This is one post in a series about programming models and languages for distributed computing that I’m writing as part of my history of distributed programming techniques.
High Level Programming for Distributed Computing, Feldman, Jerome A, CACM 1979 (Feldman 1979).
“A significant conclusion was that parallelism and data sharing are inherently difficult to combine effectively.”
The Programming Language in the Sky (PLITS) project was an effort by the University of Rochester Computer Science department started in 1974 to take a serious look at how to make programming languages more declarative, and to see what benefits could be gained from using state-of-the-art compiler technology. This paper, specifically focuses on the problem of addressing the need for programming language constructs for distributed computing, that normally do not arise in conventional programming1.
At a high level, PASCAL-PLITS views distributed computing as a group of computers communicating over low bandwidth, unreliable communication paths, applications would consist of communication between modules via an asynchronous message protocol instead of through the use of subroutines to avoid having to wait for a response to a request. Modules only communicate through message passing, and each message is composed of a set of name-value pairs which are called slots: names are uninterpreted string and values are an element of some primitive type (for instance, integers.)
To avoid discussion of many of the PASCAL specific details outlined in the formal specification section of the paper, the intuition on how message passing between two modules operates is rather straightforward:
Messages can be sent between two modules where slots are compatible: for instance, both a server and client must define the types of messages they can receive and send, and they must specify the slots of the message they are going to read. It’s perfectly fine in this system to define a message that underspecifies the message slots – readers can only access what they know about through their local specification.
Messages are sent to recipients by specifying the recipient’s module identifier and can be selectively received at the recipient by sender’s module identifier.
Messages in PASCAL-PLITS arrive in FIFO order between modules and waiting on a message that never arrives after a particular time interval will throw an application-level exception.
Messages support a grouping behavior that allow for fixed size repetitions of values by type, nested one level deep, as values in slots.
An interesting idea that the paper presents is the idea of forwarding the message to another module for handling processing. For instance, a server might need to accept a message and pass that message to another client to handle specific processing of that request. In that case, the path from original sender, to server, to client handling the request must be retraced when the request is complete and the response is being returned to the original caller. PASCAL-PLITS offers an alternative method: a unique transaction identifier is transmitted with the original message, so the client handling the request can send it directly back to the original sender, by passing the coordinating server module. In PASCAL-PLITS, this is referred to as a transaction key, and receive messages can specifically request they want to selectively receive messages about a key, instead of from a specific recipient; because of this proxy-like behavior, modules need to be able to read only particular slots of the message, and ignore, but forward, the remainder2.

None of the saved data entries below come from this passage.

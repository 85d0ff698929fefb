//! JSON import/export of the prototype store.
//!
//! Written as `{ "<id>": { "vector": [...], "sampleCount": n } }`. Reads also
//! accept the legacy shape `{ "<id>": [...] }`, counted as a single sample.

use crate::store::PrototypeStore;
use crate::types::{FeatureVector, Prototype};
use chrono::NaiveDate;
use indexmap::IndexMap;
use serde::Deserialize;
use serde_json::Value;
use thiserror::Error;

#[derive(Error, Debug)]
pub enum ExchangeError {
    #[error("invalid JSON: {0}")]
    Json(#[from] serde_json::Error),
    #[error("expected a JSON object mapping identifiers to prototypes, got {0}")]
    NotAnObject(&'static str),
    #[error("identifiers must not be empty")]
    EmptyIdentifier,
    #[error("entry {identifier} is not a prototype: {reason}")]
    InvalidEntry { identifier: String, reason: String },
}

/// Either on-disk shape of one prototype.
#[derive(Deserialize)]
#[serde(untagged)]
enum PrototypeRecord {
    Extended {
        vector: Vec<f32>,
        #[serde(rename = "sampleCount")]
        sample_count: u32,
    },
    Legacy(Vec<f32>),
}

impl From<PrototypeRecord> for Prototype {
    fn from(record: PrototypeRecord) -> Self {
        match record {
            PrototypeRecord::Extended {
                vector,
                sample_count,
            } => Prototype {
                vector: FeatureVector::new(vector),
                sample_count,
            },
            PrototypeRecord::Legacy(values) => Prototype {
                vector: FeatureVector::new(values),
                sample_count: 1,
            },
        }
    }
}

/// Outcome of an import, in file order.
#[derive(Debug, Clone, Default, PartialEq, Eq)]
pub struct ImportReport {
    pub imported: Vec<String>,
    /// Subset of `imported` that replaced an existing prototype.
    pub overwritten: Vec<String>,
}

fn records(store: &PrototypeStore) -> IndexMap<&str, &Prototype> {
    store.iter().collect()
}

/// Store contents as a JSON object, in store order.
///
/// Goes through the same text form as [`export_pretty`], so each `f32` is
/// carried as its shortest decimal rather than its widened `f64` value.
pub fn export(store: &PrototypeStore) -> Result<Value, ExchangeError> {
    let text = serde_json::to_string(&records(store))?;
    Ok(serde_json::from_str(&text)?)
}

/// Pretty-printed export, with `f32` values written in their shortest form.
pub fn export_pretty(store: &PrototypeStore) -> Result<String, ExchangeError> {
    Ok(serde_json::to_string_pretty(&records(store))?)
}

/// Dated default name for an export file, e.g. `prototypes_2024-05-01.json`.
pub fn default_export_file_name(date: NaiveDate) -> String {
    format!("prototypes_{}.json", date.format("%Y-%m-%d"))
}

/// Overwrite-merge `value` into `store`.
///
/// Every entry is decoded before any is applied, so a rejected import leaves
/// the store unchanged. Vector dimensions are not checked here.
pub fn import(store: &mut PrototypeStore, value: &Value) -> Result<ImportReport, ExchangeError> {
    let object = value
        .as_object()
        .ok_or_else(|| ExchangeError::NotAnObject(json_kind(value)))?;

    let mut decoded = Vec::with_capacity(object.len());
    for (identifier, entry) in object {
        if identifier.is_empty() {
            return Err(ExchangeError::EmptyIdentifier);
        }
        let record = PrototypeRecord::deserialize(entry).map_err(|e| ExchangeError::InvalidEntry {
            identifier: identifier.clone(),
            reason: e.to_string(),
        })?;
        let prototype = Prototype::from(record);
        if prototype.sample_count == 0 {
            return Err(ExchangeError::InvalidEntry {
                identifier: identifier.clone(),
                reason: "sampleCount must be at least 1".into(),
            });
        }
        decoded.push((identifier.as_str(), prototype));
    }

    let mut report = ImportReport::default();
    for (identifier, prototype) in decoded {
        if store.insert(identifier, prototype).is_some() {
            report.overwritten.push(identifier.to_string());
        }
        report.imported.push(identifier.to_string());
    }

    if report.overwritten.is_empty() {
        tracing::info!(count = report.imported.len(), "prototypes imported");
    } else {
        tracing::warn!(
            count = report.imported.len(),
            overwritten = ?report.overwritten,
            "prototypes imported, existing entries overwritten"
        );
    }
    Ok(report)
}

pub fn import_str(store: &mut PrototypeStore, json: &str) -> Result<ImportReport, ExchangeError> {
    let value: Value = serde_json::from_str(json)?;
    import(store, &value)
}

fn json_kind(value: &Value) -> &'static str {
    match value {
        Value::Null => "null",
        Value::Bool(_) => "a boolean",
        Value::Number(_) => "a number",
        Value::String(_) => "a string",
        Value::Array(_) => "an array",
        Value::Object(_) => "an object",
    }
}

#[cfg(test)]
mod tests {
    use super::*;
    use serde_json::json;

    fn sample_store() -> PrototypeStore {
        let mut store = PrototypeStore::new();
        store
            .merge("Ana", FeatureVector::new(vec![0.0, -0.5, 1.25, 3.0]), 3)
            .unwrap();
        store
            .merge("Luis", FeatureVector::new(vec![0.1, 0.2, 0.3, 0.4]), 45)
            .unwrap();
        store
    }

    #[test]
    fn test_export_shape() {
        let value = export(&sample_store()).unwrap();
        assert_eq!(value["Ana"]["sampleCount"], json!(3));
        assert_eq!(value["Ana"]["vector"], json!([0.0, -0.5, 1.25, 3.0]));
        let keys: Vec<&String> = value.as_object().unwrap().keys().collect();
        assert_eq!(keys, vec!["Ana", "Luis"]);
    }

    #[test]
    fn test_export_numbers_match_pretty() {
        let store = sample_store();
        let value = export(&store).unwrap();
        assert_eq!(value["Luis"]["vector"], json!([0.1, 0.2, 0.3, 0.4]));

        let compact = serde_json::to_string(&value).unwrap();
        assert!(compact.contains("[0.1,0.2,0.3,0.4]"), "{compact}");
        let pretty: Value = serde_json::from_str(&export_pretty(&store).unwrap()).unwrap();
        assert_eq!(pretty, value);
    }

    #[test]
    fn test_export_import_roundtrip() {
        let original = sample_store();
        let text = export_pretty(&original).unwrap();
        let mut restored = PrototypeStore::new();
        let report = import_str(&mut restored, &text).unwrap();

        assert_eq!(report.imported, vec!["Ana", "Luis"]);
        assert!(report.overwritten.is_empty());
        assert_eq!(restored, original);
        assert_eq!(
            restored.identifiers().collect::<Vec<_>>(),
            original.identifiers().collect::<Vec<_>>()
        );
    }

    #[test]
    fn test_import_legacy_array() {
        let mut store = PrototypeStore::new();
        import(&mut store, &json!({ "Ana": [0.5, 0.25] })).unwrap();
        let p = store.get("Ana").unwrap();
        assert_eq!(p.vector.values, vec![0.5, 0.25]);
        assert_eq!(p.sample_count, 1);
    }

    #[test]
    fn test_import_overwrites_without_aggregating() {
        let mut store = sample_store();
        let report = import(
            &mut store,
            &json!({
                "Ana": { "vector": [9.0, 9.0, 9.0, 9.0], "sampleCount": 2 },
                "Eva": [1.0, 1.0, 1.0, 1.0]
            }),
        )
        .unwrap();

        assert_eq!(report.overwritten, vec!["Ana"]);
        assert_eq!(report.imported.len(), 2);
        let ana = store.get("Ana").unwrap();
        assert_eq!(ana.vector.values, vec![9.0; 4]);
        assert_eq!(ana.sample_count, 2);
        assert_eq!(store.len(), 3);
    }

    #[test]
    fn test_import_rejects_non_object() {
        let mut store = sample_store();
        let before = store.clone();
        for bad in [json!([1, 2, 3]), json!("Ana"), json!(null), json!(4)] {
            assert!(matches!(import(&mut store, &bad), Err(ExchangeError::NotAnObject(_))));
        }
        assert!(matches!(import_str(&mut store, "{not json"), Err(ExchangeError::Json(_))));
        assert_eq!(store, before);
    }

    #[test]
    fn test_import_is_atomic_on_bad_entry() {
        let mut store = sample_store();
        let before = store.clone();
        let result = import(
            &mut store,
            &json!({
                "Ana": [7.0, 7.0, 7.0, 7.0],
                "Broken": { "vector": "nope" }
            }),
        );
        assert!(matches!(
            result,
            Err(ExchangeError::InvalidEntry { ref identifier, .. }) if identifier == "Broken"
        ));
        assert_eq!(store, before);
        assert_eq!(store.get("Ana").unwrap().sample_count, 3);
    }

    #[test]
    fn test_import_does_not_check_dimensions() {
        let mut store = sample_store();
        import(&mut store, &json!({ "Short": [1.0] })).unwrap();
        assert_eq!(store.get("Short").unwrap().vector.len(), 1);
    }

    #[test]
    fn test_default_export_file_name() {
        let date = NaiveDate::from_ymd_opt(2024, 5, 1).unwrap();
        assert_eq!(default_export_file_name(date), "prototypes_2024-05-01.json");
    }
}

The authors argue for message passing over subroutines:
“The message paradigm has several advantages over subroutine calls. If the modules were in different languages, the subroutine call mechanisms would have to be made compatible. Any sophisticated lockout procedure would require the internal coding of queues equivalent to what the message switcher provides. In the subroutine discipline, a module which tries to execute a locked subroutine is unable to proceed with other computation. The total picture on the relative value of messages and calls is much more complex...”
The authors also argue for the encapsulation provided by message passing as the only interface to data:
“There are other interesting features that arise when messages are combined with the idea of modules. The most obvious feature of PLITS programming is the high degree of locality and protection it provides. Each PLITS module is totally self-contained and communicates solely through messages. This means that no local variables can even be examined from the outside, no procedures invoked, etc. A module can be asked to return or update a value, execute a function, etc. It now becomes quite natural to screen requests for validity (much more than type checking), to guard against conflicting demands on a data structure, etc. This does not solve all the problems attacked by structured programming strictures, but does make it clear what has to be done and where.“
The authors use this encapsulation to solve the exclusion problem: if module B is storing data that A wants to compare and swap, B simply ignores messages that do not contain the transaction key generated by A until the swap is complete (or, does not handle messages related to the keys that are beings swapped until the operation is complete.) However, this ultimately brings additional complexities, as now the module itself must deal with the queue management of messages that are waiting to be processed while resources are locked.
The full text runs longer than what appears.